Participants in both groups were more likely to fixate on salient regions in the first five fixations than later in viewing. Peak saliency at fixation occurred at fixation two for the typically developing participants but at fixation three for ASD participants. This difference was driven by typically developing participants looking at heads earlier than ASD participants – which are often visually salient. No differences between groups were observed for images in which the heads were not salient. We can therefore

conclude that visual saliency CFTRinh-172 datasheet impacts fixation location in a similar manner in individuals with ASD and those with typical development. It was found that social features in scenes (heads) NVP-BSK805 cost captured

attention much more than visually salient features, even in individuals with ASD. (C) 2010 Elsevier Ltd. All rights reserved.”
“Theories of morphological processing differ on the issue of how lexical and grammatical information are stored and accessed. A key point of contention is whether complex forms are decomposed during recognition (e.g., establish + ment). compared to forms that cannot be analyzed into constituent morphemes (e.g., apartment). In the present study, we examined these issues with respect to English derivational morphology by measuring ERP responses during a cross-modal priming lexical PTK6 decision task. ERP priming effects for semantically and phonologically transparent derived words (government-govern) were compared to those of semantically opaque derived words (apartment-apart) as well as “”quasi-regular”"

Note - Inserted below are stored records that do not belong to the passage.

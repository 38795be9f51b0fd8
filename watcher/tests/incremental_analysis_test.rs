//! Multi-cycle properties of the incremental analyzers: deduplication,
//! cumulative additivity, monotone sets, bounded windows and risk bounds.

use chrono::{Duration, Utc};
use serde_json::json;

use sei_watcher::domain::models::job::{NftMovementThresholds, TokenFlowThresholds};
use sei_watcher::domain::services::analysis::ZERO_ADDRESS;
use sei_watcher::domain::services::nft_movement_analyzer::merge_nft_movements;
use sei_watcher::domain::services::token_flow_analyzer::merge_token_flows;
use sei_watcher::domain::services::wallet_analyzer::{
    merge_wallet_snapshot, WalletAnalysisInputs,
};
use sei_watcher::infrastructure::feed::{TokenInfo, TransactionRecord, TransferRecord};

fn transfer(hash: &str, from: &str, to: &str, value: &str, age_secs: i64) -> TransferRecord {
    serde_json::from_value(json!({
        "hash": hash,
        "from": from,
        "to": to,
        "value": value,
        "status": true,
        "timestamp": (Utc::now() - Duration::seconds(age_secs)).to_rfc3339(),
    }))
    .unwrap()
}

fn nft_transfer(hash: &str, from: &str, to: &str, token_id: &str) -> TransferRecord {
    serde_json::from_value(json!({
        "hash": hash,
        "from": from,
        "to": to,
        "tokenId": token_id,
        "value": "1",
        "fee": "400000000000000",
        "status": true,
        "timestamp": (Utc::now() - Duration::seconds(90)).to_rfc3339(),
    }))
    .unwrap()
}

fn token_info() -> TokenInfo {
    serde_json::from_value(json!({"name": "Example", "symbol": "EXM", "decimals": 18})).unwrap()
}

fn token_thresholds() -> TokenFlowThresholds {
    serde_json::from_value(json!({"largeTransfer": "10000", "volumeSpike": 50})).unwrap()
}

#[test]
fn token_flow_dedup_processes_only_the_delta_across_cycles() {
    let info = token_info();
    let thresholds = token_thresholds();

    // Cycle 1: h1..h25
    let first_page: Vec<TransferRecord> = (1..=25)
        .map(|i| transfer(&format!("0xh{}", i), "0xsender", "0xreceiver", "100", 600))
        .collect();
    let first =
        merge_token_flows(None, &first_page, Some(&info), &thresholds, &[], Utc::now()).unwrap();
    assert_eq!(first.metrics.total_transfers, 25);
    assert_eq!(first.metadata.new_items_processed, 25);

    // Cycle 2: h26 plus h1..h24 re-delivered
    let mut second_page = vec![transfer("0xh26", "0xsender", "0xreceiver", "100", 60)];
    second_page.extend(first_page.iter().take(24).cloned());

    let second = merge_token_flows(
        Some(&first.metrics),
        &second_page,
        Some(&info),
        &thresholds,
        &[],
        Utc::now(),
    )
    .unwrap();

    // Exactly the delta was processed and totals stayed additive
    assert_eq!(second.metadata.new_items_processed, 1);
    assert_eq!(
        second.metrics.total_transfers,
        first.metrics.total_transfers + 1
    );

    // Hash-set growth equals the delta
    let first_hashes: std::collections::HashSet<_> = first
        .metrics
        .processed_transaction_hashes
        .iter()
        .collect();
    let new_hashes: Vec<_> = second
        .metrics
        .processed_transaction_hashes
        .iter()
        .filter(|h| !first_hashes.contains(h))
        .collect();
    assert_eq!(new_hashes, vec!["0xh26"]);

    // Address sets are monotone
    assert!(second
        .metrics
        .unique_addresses
        .is_superset(&first.metrics.unique_addresses));

    // Cycle 3: the same page again is a no-op
    let third = merge_token_flows(
        Some(&second.metrics),
        &second_page,
        Some(&info),
        &thresholds,
        &[],
        Utc::now(),
    );
    assert!(third.is_none());
}

#[test]
fn token_flow_large_transfer_raises_risk_over_prior() {
    let info = token_info();
    let thresholds = token_thresholds();

    let quiet_page = vec![transfer("0xq1", "0xa", "0xb", "5", 600)];
    let quiet =
        merge_token_flows(None, &quiet_page, Some(&info), &thresholds, &[], Utc::now()).unwrap();

    let mut loud_page = vec![transfer("0xbig", "0xa", "0xb", "50000", 30)];
    loud_page.extend(quiet_page.iter().cloned());
    let loud = merge_token_flows(
        Some(&quiet.metrics),
        &loud_page,
        Some(&info),
        &thresholds,
        &[],
        Utc::now(),
    )
    .unwrap();

    assert!(loud
        .alerts
        .iter()
        .any(|a| a.alert_type == "LARGE_TRANSFER"));
    assert!(loud.risk_score >= quiet.risk_score + 1);
    assert!(loud.risk_score <= 10);
}

#[test]
fn token_flow_bounded_windows_survive_many_cycles() {
    let info = token_info();
    let thresholds: TokenFlowThresholds =
        serde_json::from_value(json!({"largeTransfer": "1"})).unwrap();

    let mut metrics = None;
    for cycle in 0..30 {
        let page: Vec<TransferRecord> = (0..50)
            .map(|i| {
                transfer(
                    &format!("0xc{}i{}", cycle, i),
                    "0xa",
                    if i % 10 == 0 { ZERO_ADDRESS } else { "0xb" },
                    "1000",
                    30,
                )
            })
            .collect();

        let outcome = merge_token_flows(
            metrics.as_ref(),
            &page,
            Some(&info),
            &thresholds,
            &[],
            Utc::now(),
        )
        .unwrap();

        assert!(outcome.metrics.large_transfers.len() <= 100);
        assert!(outcome.metrics.burn_transactions.len() <= 100);
        assert!(outcome.metrics.processed_transaction_hashes.len() <= 1000);
        assert!(outcome.risk_score >= 1 && outcome.risk_score <= 10);
        metrics = Some(outcome.metrics);
    }

    // 30 cycles x 50 transfers, every one counted despite the caps
    assert_eq!(metrics.unwrap().total_transfers, 1500);
}

#[test]
fn nft_movement_holder_sets_grow_monotonically() {
    let thresholds = NftMovementThresholds::default();

    let first_page = vec![
        nft_transfer("0x1", ZERO_ADDRESS, "0xalice", "1"),
        nft_transfer("0x2", ZERO_ADDRESS, "0xbob", "2"),
    ];
    let first =
        merge_nft_movements(None, &first_page, true, &thresholds, &[], Utc::now()).unwrap();

    // Alice sells everything; she must remain in the historical holder set
    let second_page = vec![nft_transfer("0x3", "0xalice", "0xcarol", "1")];
    let second = merge_nft_movements(
        Some(&first.metrics),
        &second_page,
        true,
        &thresholds,
        &[],
        Utc::now(),
    )
    .unwrap();

    assert!(second
        .metrics
        .unique_holders
        .is_superset(&first.metrics.unique_holders));
    assert!(second.metrics.unique_holders.contains("0xcarol"));
    assert_eq!(second.metrics.current_holders["1"], "0xcarol");
    assert_eq!(
        second.metrics.total_transfers,
        first.metrics.total_transfers + 1
    );
}

#[test]
fn nft_movement_bounded_windows_hold() {
    let thresholds = NftMovementThresholds::default();

    let mut metrics = None;
    for cycle in 0..5 {
        let page: Vec<TransferRecord> = (0..600)
            .map(|i| {
                let id = format!("{}", cycle * 600 + i);
                if i % 3 == 0 {
                    nft_transfer(&format!("0xm{}x{}", cycle, i), ZERO_ADDRESS, "0xminter", &id)
                } else if i % 3 == 1 {
                    nft_transfer(&format!("0xb{}x{}", cycle, i), "0xminter", ZERO_ADDRESS, &id)
                } else {
                    nft_transfer(&format!("0xt{}x{}", cycle, i), "0xminter", "0xtrader", &id)
                }
            })
            .collect();

        let outcome = merge_nft_movements(
            metrics.as_ref(),
            &page,
            true,
            &thresholds,
            &[],
            Utc::now(),
        )
        .unwrap();

        assert!(outcome.metrics.transfer_history.len() <= 1000);
        assert!(outcome.metrics.mint_transactions.len() <= 500);
        assert!(outcome.metrics.burn_transactions.len() <= 500);
        assert!(outcome.metrics.processed_transaction_hashes.len() <= 2000);
        metrics = Some(outcome.metrics);
    }
}

#[test]
fn wallet_cycles_accumulate_and_short_circuit() {
    let wallet = "0x00000000000000000000000000000000000000aa";

    let tx = |hash: &str, from: &str, to: &str, value: &str| -> TransactionRecord {
        serde_json::from_value(json!({
            "hash": hash,
            "from": from,
            "to": to,
            "value": value,
            "type": 2,
            "status": true,
            "gasUsed": "21000",
            "fee": "315000000000",
            "timestamp": (Utc::now() - Duration::seconds(60)).to_rfc3339(),
        }))
        .unwrap()
    };

    let inputs = |transactions: Vec<TransactionRecord>| WalletAnalysisInputs {
        native_balance: "1000000000000000000".to_string(),
        token_holdings: Some(Vec::new()),
        nft_holdings: Some(Vec::new()),
        transactions: Some(transactions),
    };

    let first_page = vec![
        tx("0x1", wallet, "0xpeer00000000000000000000000000000000cafe", "100"),
        tx("0x2", "0xpeer00000000000000000000000000000000cafe", wallet, "300"),
    ];
    let first = merge_wallet_snapshot(wallet, None, &inputs(first_page.clone())).unwrap();
    assert_eq!(first.metrics.outgoing_value, "100");
    assert_eq!(first.metrics.incoming_value, "300");

    // Same page again: no new work, no snapshot
    assert!(merge_wallet_snapshot(wallet, Some(&first.metrics), &inputs(first_page.clone())).is_none());

    // One new incoming transaction on top of the old page
    let mut second_page = vec![tx(
        "0x3",
        "0xpeer00000000000000000000000000000000cafe",
        wallet,
        "50",
    )];
    second_page.extend(first_page);

    let second =
        merge_wallet_snapshot(wallet, Some(&first.metrics), &inputs(second_page)).unwrap();
    assert_eq!(second.metadata.new_items_processed, 1);
    assert_eq!(second.metrics.incoming_value, "350");
    assert_eq!(second.metrics.outgoing_value, "100");
    assert!(second.risk_score >= 1 && second.risk_score <= 10);
}
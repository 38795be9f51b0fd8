//! SeaORM entity for token-flow snapshots.

use sea_orm::entity::prelude::*;
use serde::{Deserialize, Serialize};
use serde_json::Value;

#[derive(Clone, Debug, PartialEq, Eq, DeriveEntityModel, Serialize, Deserialize)]
#[sea_orm(table_name = "token_flow_snapshots")]
#[serde(rename_all = "camelCase")]
pub struct Model {
    #[sea_orm(primary_key)]
    #[serde(skip_deserializing)]
    pub id: i64,
    #[sea_orm(column_type = "Text")]
    pub entity_address: String,
    #[sea_orm(column_type = "Text")]
    pub network: String,
    pub timestamp: DateTimeWithTimeZone,
    pub alerts: Value,
    pub risk_score: i32,
    pub analysis_metadata: Value,
    pub metrics: Value,
}

#[derive(Copy, Clone, Debug, EnumIter, DeriveRelation)]
pub enum Relation {}

impl ActiveModelBehavior for ActiveModel {}
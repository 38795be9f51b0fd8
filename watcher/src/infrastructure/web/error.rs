use axum::{
    http::StatusCode,
    response::{IntoResponse, Response},
    Json,
};
use serde_json::json;
use thiserror::Error;

use crate::domain::errors::SchedulerError;
use crate::infrastructure::persistence::DbError;
use crate::infrastructure::queue::QueueError;

#[derive(Error, Debug)]
pub enum ApiError {
    #[error("Invalid request: {0}")]
    InvalidRequest(String),
    #[error("Not found: {0}")]
    NotFound(String),
    #[error("Database error: {0}")]
    DatabaseError(String),
    #[error("Queue unavailable: {0}")]
    QueueUnavailable(String),
}

pub type ApiResult<T> = Result<T, ApiError>;

impl IntoResponse for ApiError {
    fn into_response(self) -> Response {
        let (status, err_msg) = match self {
            ApiError::InvalidRequest(msg) => (StatusCode::BAD_REQUEST, msg),
            ApiError::NotFound(msg) => (StatusCode::NOT_FOUND, msg),
            ApiError::DatabaseError(msg) => (StatusCode::INTERNAL_SERVER_ERROR, msg),
            ApiError::QueueUnavailable(msg) => (StatusCode::SERVICE_UNAVAILABLE, msg),
        };

        let body = Json(json!({
            "error": err_msg
        }));

        (status, body).into_response()
    }
}

impl From<DbError> for ApiError {
    fn from(err: DbError) -> Self {
        ApiError::DatabaseError(err.to_string())
    }
}

impl From<QueueError> for ApiError {
    fn from(err: QueueError) -> Self {
        ApiError::QueueUnavailable(err.to_string())
    }
}

impl From<SchedulerError> for ApiError {
    fn from(err: SchedulerError) -> Self {
        match err {
            SchedulerError::ValidationError(msg) => ApiError::InvalidRequest(msg),
            SchedulerError::DbError(e) => ApiError::DatabaseError(e.to_string()),
            SchedulerError::QueueError(e) => ApiError::QueueUnavailable(e.to_string()),
        }
    }
}
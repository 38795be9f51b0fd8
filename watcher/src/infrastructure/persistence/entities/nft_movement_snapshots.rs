//! SeaORM entity for NFT-movement snapshots.

use sea_orm::entity::prelude::*;
use serde::{Deserialize, Serialize};
use serde_json::Value;

#[derive(Clone, Debug, PartialEq, Eq, DeriveEntityModel, Serialize, Deserialize)]
#[sea_orm(table_name = "nft_movement_snapshots")]
#[serde(rename_all = "camelCase")]
pub struct Model {
    #[sea_orm(primary_key)]
    #[serde(skip_deserializing)]
    pub id: i64,
    #[sea_orm(column_type = "Text")]
    pub entity_address: String,
    #[sea_orm(column_type = "Text")]
    pub network: String,
    pub timestamp: DateTimeWithTimeZone,
    pub alerts: Value,
    pub risk_score: i32,
    pub analysis_metadata: Value,
    pub metrics: Value,
}

#[derive(Copy, Clone, Debug, EnumIter, DeriveRelation)]
pub enum Relation {}

impl ActiveModelBehavior for ActiveModel {}
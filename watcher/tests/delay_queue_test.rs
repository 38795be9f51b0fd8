//! Delay-queue behavior against a live Redis broker.
//!
//! These tests need a broker at REDIS_URL (default localhost) and are
//! ignored by default. Run with:
//! `cargo test --test delay_queue_test -- --ignored`

use serde_json::json;
use std::time::Duration;
use uuid::Uuid;

use sei_watcher::config::AppConfig;
use sei_watcher::infrastructure::queue::{DelayQueue, SubmitOpts};

async fn connect() -> Option<DelayQueue> {
    let config = AppConfig::from_env();
    match DelayQueue::connect(&config).await {
        Ok(queue) => Some(queue),
        Err(e) => {
            println!("Skipping: broker unavailable ({})", e);
            None
        }
    }
}

fn unique_queue_name() -> String {
    format!("test-{}", Uuid::new_v4())
}

#[tokio::test]
#[ignore]
async fn test_immediate_item_is_reserved_once() {
    let Some(queue) = connect().await else { return };
    let name = unique_queue_name();

    queue
        .submit(&name, json!({"jobId": "job-a"}), SubmitOpts::default())
        .await
        .unwrap();

    let item = queue.reserve_next(&name).await.unwrap().expect("item ready");
    assert_eq!(item.job_id(), Some("job-a"));

    // The item moved to the active set; nothing else is waiting
    assert!(queue.reserve_next(&name).await.unwrap().is_none());
    let counts = queue.counts(&name).await.unwrap();
    assert_eq!(counts.active, 1);
    assert_eq!(counts.waiting, 0);

    queue.complete(&name, &item).await.unwrap();
    let counts = queue.counts(&name).await.unwrap();
    assert_eq!(counts.active, 0);

    queue.obliterate(&name).await.unwrap();
}

#[tokio::test]
#[ignore]
async fn test_delayed_item_becomes_ready_after_its_fire_time() {
    let Some(queue) = connect().await else { return };
    let name = unique_queue_name();

    queue
        .submit(
            &name,
            json!({"jobId": "job-delayed"}),
            SubmitOpts {
                delay_ms: Some(300),
                ..Default::default()
            },
        )
        .await
        .unwrap();

    assert!(queue.reserve_next(&name).await.unwrap().is_none());
    assert_eq!(queue.counts(&name).await.unwrap().delayed, 1);

    tokio::time::sleep(Duration::from_millis(400)).await;

    let item = queue.reserve_next(&name).await.unwrap().expect("due item");
    assert_eq!(item.job_id(), Some("job-delayed"));

    queue.complete(&name, &item).await.unwrap();
    queue.obliterate(&name).await.unwrap();
}

#[tokio::test]
#[ignore]
async fn test_repeating_entry_rearms_after_each_fire() {
    let Some(queue) = connect().await else { return };
    let name = unique_queue_name();

    queue
        .submit(
            &name,
            json!({"jobId": "job-repeat"}),
            SubmitOpts {
                delay_ms: Some(200),
                repeat_every_ms: Some(200),
                repeat_key: Some("job-repeat".to_string()),
            },
        )
        .await
        .unwrap();

    assert_eq!(queue.counts(&name).await.unwrap().repeating, 1);

    tokio::time::sleep(Duration::from_millis(300)).await;
    let first = queue.reserve_next(&name).await.unwrap().expect("first fire");
    queue.complete(&name, &first).await.unwrap();

    tokio::time::sleep(Duration::from_millis(300)).await;
    let second = queue.reserve_next(&name).await.unwrap().expect("second fire");
    queue.complete(&name, &second).await.unwrap();

    // Two distinct fires of the same repetition spec
    assert_ne!(first.id, second.id);
    assert_eq!(first.job_id(), second.job_id());

    // Cancelling the spec stops future fires
    assert!(queue.remove_repeating(&name, "job-repeat").await.unwrap());
    tokio::time::sleep(Duration::from_millis(300)).await;
    assert!(queue.reserve_next(&name).await.unwrap().is_none());

    queue.obliterate(&name).await.unwrap();
}

#[tokio::test]
#[ignore]
async fn test_remove_by_job_clears_waiting_delayed_and_repeating() {
    let Some(queue) = connect().await else { return };
    let name = unique_queue_name();

    queue
        .submit(&name, json!({"jobId": "doomed"}), SubmitOpts::default())
        .await
        .unwrap();
    queue
        .submit(
            &name,
            json!({"jobId": "doomed"}),
            SubmitOpts {
                delay_ms: Some(60_000),
                ..Default::default()
            },
        )
        .await
        .unwrap();
    queue
        .submit(
            &name,
            json!({"jobId": "doomed"}),
            SubmitOpts {
                delay_ms: Some(60_000),
                repeat_every_ms: Some(60_000),
                repeat_key: Some("doomed".to_string()),
            },
        )
        .await
        .unwrap();
    queue
        .submit(&name, json!({"jobId": "survivor"}), SubmitOpts::default())
        .await
        .unwrap();

    let removed = queue.remove_by_job(&name, "doomed").await.unwrap();
    assert_eq!(removed, 3);

    // The unrelated job is untouched
    let survivor = queue.reserve_next(&name).await.unwrap().expect("survivor");
    assert_eq!(survivor.job_id(), Some("survivor"));

    queue.complete(&name, &survivor).await.unwrap();
    queue.obliterate(&name).await.unwrap();

    let counts = queue.counts(&name).await.unwrap();
    assert_eq!(counts.waiting + counts.delayed + counts.repeating + counts.failed, 0);
}

#[tokio::test]
#[ignore]
async fn test_failed_items_land_on_the_failed_list() {
    let Some(queue) = connect().await else { return };
    let name = unique_queue_name();

    queue
        .submit(&name, json!({"jobId": "broken"}), SubmitOpts::default())
        .await
        .unwrap();

    let item = queue.reserve_next(&name).await.unwrap().unwrap();
    queue.fail(&name, &item, "analyzer exploded").await.unwrap();

    let failed = queue.list_failed(&name).await.unwrap();
    assert_eq!(failed.len(), 1);
    assert_eq!(failed[0].error, "analyzer exploded");
    assert_eq!(failed[0].item.job_id(), Some("broken"));

    queue.obliterate(&name).await.unwrap();
}
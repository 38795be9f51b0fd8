use log::{error, info};
use sea_orm::{ConnectOptions, Database, DatabaseConnection};
use std::time::Duration;

use crate::config::AppConfig;
use crate::infrastructure::persistence::error::DbError;

/// Manages the database connection pool
pub struct DbPool {
    connection: DatabaseConnection,
}

impl DbPool {
    /// Creates a new database connection pool
    pub async fn new(config: &AppConfig) -> Result<Self, DbError> {
        let conn_opts = ConnectOptions::new(config.database.url.clone())
            .max_connections(10)
            .min_connections(1)
            .connect_timeout(Duration::from_secs(10))
            .acquire_timeout(Duration::from_secs(5))
            .sqlx_logging(false)
            .to_owned();

        match Database::connect(conn_opts).await {
            Ok(connection) => {
                info!("Database connection established");
                Ok(DbPool { connection })
            }
            Err(e) => {
                error!("Failed to connect to database: {}", e);
                Err(DbError::ConnectionError(format!(
                    "Failed to connect to database: {}",
                    e
                )))
            }
        }
    }

    /// Returns the database connection
    pub fn get_connection(&self) -> &DatabaseConnection {
        &self.connection
    }
}
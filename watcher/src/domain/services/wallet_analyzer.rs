//! Incremental wallet analysis.
//!
//! A wallet cycle pulls four sources: native balance, ERC-20 holdings,
//! ERC-721 holdings and the transactions page. Only the native balance is
//! load-bearing; every other source degrades the snapshot's data quality
//! instead of failing the cycle. Transaction processing is incremental
//! against the prior snapshot's processed hashes.

use alloy_primitives::U256;
use chrono::Utc;
use std::collections::HashSet;
use std::sync::Arc;

use crate::domain::errors::AnalyzerError;
use crate::domain::models::{
    Alert, AlertSeverity, AnalysisMetadata, DataQuality, Network, NftHoldingSummary,
    SnapshotDraft, TokenHoldingSummary, WalletJobPayload, WalletMetrics,
};
use crate::domain::services::analysis::{
    alert_risk_contribution, cap_risk_score, parse_amount, truncate_oldest,
    validate_entity_address,
};
use crate::domain::services::service_log::ServiceLogSink;
use crate::domain::services::{prices, signatures};
use crate::infrastructure::feed::{FeedClient, FeedError, TokenHoldingRecord, TransactionRecord};
use crate::infrastructure::persistence::entities::wallet_snapshots;
use crate::infrastructure::persistence::repositories::WalletSnapshotRepository;

const PROCESSED_HASHES_CAP: usize = 1000;

/// Batch value above which a transaction counts as large for risk scoring
const LARGE_TX_WEI: &str = "100000000000000000000";
/// Value above which a single transaction raises a LARGE_TRANSACTION alert
const ALERT_TX_WEI: &str = "1000000000000000000000";
/// Batch fee total above which gas usage is alert-worthy (1 native coin)
const HIGH_GAS_COST_WEI: &str = "1000000000000000000";
/// Calldata length counting as large for suspicious execute detection
const LARGE_CALLDATA_LEN: usize = 1000;

/// Inputs of one wallet cycle. A None source was unavailable upstream.
#[derive(Debug, Default)]
pub struct WalletAnalysisInputs {
    pub native_balance: String,
    pub token_holdings: Option<Vec<TokenHoldingRecord>>,
    pub nft_holdings: Option<Vec<TokenHoldingRecord>>,
    pub transactions: Option<Vec<TransactionRecord>>,
}

/// Result of one merge cycle before persistence
#[derive(Debug)]
pub struct WalletOutcome {
    pub metrics: WalletMetrics,
    pub alerts: Vec<Alert>,
    pub risk_score: i32,
    pub metadata: AnalysisMetadata,
}

/// Analyzer for `wallet_snapshot` jobs
pub struct WalletAnalyzer {
    feed: Arc<FeedClient>,
    repository: WalletSnapshotRepository,
}

impl WalletAnalyzer {
    pub fn new(feed: Arc<FeedClient>, repository: WalletSnapshotRepository) -> Self {
        Self { feed, repository }
    }

    /// Run one analysis cycle. Returns the appended snapshot, or None when
    /// nothing new arrived and the prior snapshot stays authoritative.
    pub async fn analyze(
        &self,
        payload: &WalletJobPayload,
        network: Network,
        sink: &ServiceLogSink,
    ) -> Result<Option<wallet_snapshots::Model>, AnalyzerError> {
        let address = validate_entity_address(&payload.wallet)?;
        sink.info(format!(
            "Starting wallet snapshot for {} on {}",
            address, network
        ));

        // Native balance is the one source the cycle cannot run without
        let native_balance = match self.feed.fetch_native_balance(&address, network).await {
            Ok(balance) => balance,
            Err(FeedError::NotFound { status, .. }) => {
                sink.error(format!("Wallet {} unknown upstream", address));
                return Err(AnalyzerError::WalletNotFound { address, status });
            }
            Err(e) => {
                sink.error(format!("Native balance unavailable: {}", e));
                return Err(AnalyzerError::UpstreamUnavailable(format!(
                    "native balance unavailable for {}",
                    address
                )));
            }
        };

        let transactions = match self.feed.fetch_wallet_transactions(&address, network).await {
            Ok(page) if page.quality == DataQuality::ServiceUnavailable => {
                sink.warn("Transactions feed unavailable; proceeding with partial data");
                None
            }
            Ok(page) => Some(page.items),
            Err(FeedError::NotFound { status, .. }) => {
                sink.error(format!("Wallet {} unknown to transaction endpoints", address));
                return Err(AnalyzerError::WalletNotFound { address, status });
            }
            Err(e) => {
                sink.warn(format!("Transactions fetch failed: {}", e));
                None
            }
        };

        let token_holdings = match self.feed.fetch_token_holdings(&address, network).await {
            Ok(holdings) => Some(holdings),
            Err(e) => {
                sink.warn(format!("Token holdings unavailable: {}", e));
                None
            }
        };

        let nft_holdings = match self.feed.fetch_nft_holdings(&address, network).await {
            Ok(holdings) => Some(holdings),
            Err(e) => {
                sink.warn(format!("NFT holdings unavailable: {}", e));
                None
            }
        };

        let inputs = WalletAnalysisInputs {
            native_balance,
            token_holdings,
            nft_holdings,
            transactions,
        };

        let prior_model = self.repository.latest(&address, network.as_str()).await?;
        let prior_metrics: Option<WalletMetrics> = prior_model
            .as_ref()
            .map(|m| serde_json::from_value(m.metrics.clone()).unwrap_or_default());

        let outcome = merge_wallet_snapshot(&address, prior_metrics.as_ref(), &inputs);

        let Some(outcome) = outcome else {
            sink.info("No new transactions; previous snapshot remains current");
            return Ok(None);
        };

        sink.info(format!(
            "Merged {} new transactions, portfolio ${:.2}, risk score {}",
            outcome.metadata.new_items_processed,
            outcome.metrics.portfolio_value_usd,
            outcome.risk_score
        ));

        let draft = SnapshotDraft {
            entity_address: address,
            network,
            timestamp: Utc::now(),
            alerts: outcome.alerts,
            risk_score: outcome.risk_score,
            analysis_metadata: outcome.metadata,
            metrics: serde_json::to_value(&outcome.metrics).unwrap_or_default(),
        };

        let model = self.repository.append(draft).await?;
        Ok(Some(model))
    }
}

items that represent intermediate cases of morphological transparency (dresser-dress). Additional conditions independently manipulated semantic and phonological relatedness in non-derived words (semantics: couch-sofa; phonology: panel-pan). The degree of N400 ERP priming to morphological forms varied depending on the amount of semantic and phonological overlap between word types, rather than respecting a bivariate distinction between derived and opaque forms. Moreover, these effects could not be accounted for by semantic or phonological relatedness alone. The findings support the theory that morphological relatedness is graded rather than absolute, and depend on the joint contribution of form and meaning overlap. (C) 2010 Elsevier Ltd. All rights reserved.”
“Although creativity has been related to prefrontal activity, recent neurological case studies postulate that patients who have left frontal and temporal degeneration involving deterioration of language abilities may actually develop de novo artistic abilities. In this study, we propose a neural and cognitive model according to which a balance between the two hemispheres affects a major aspect of creative cognition, namely, originality.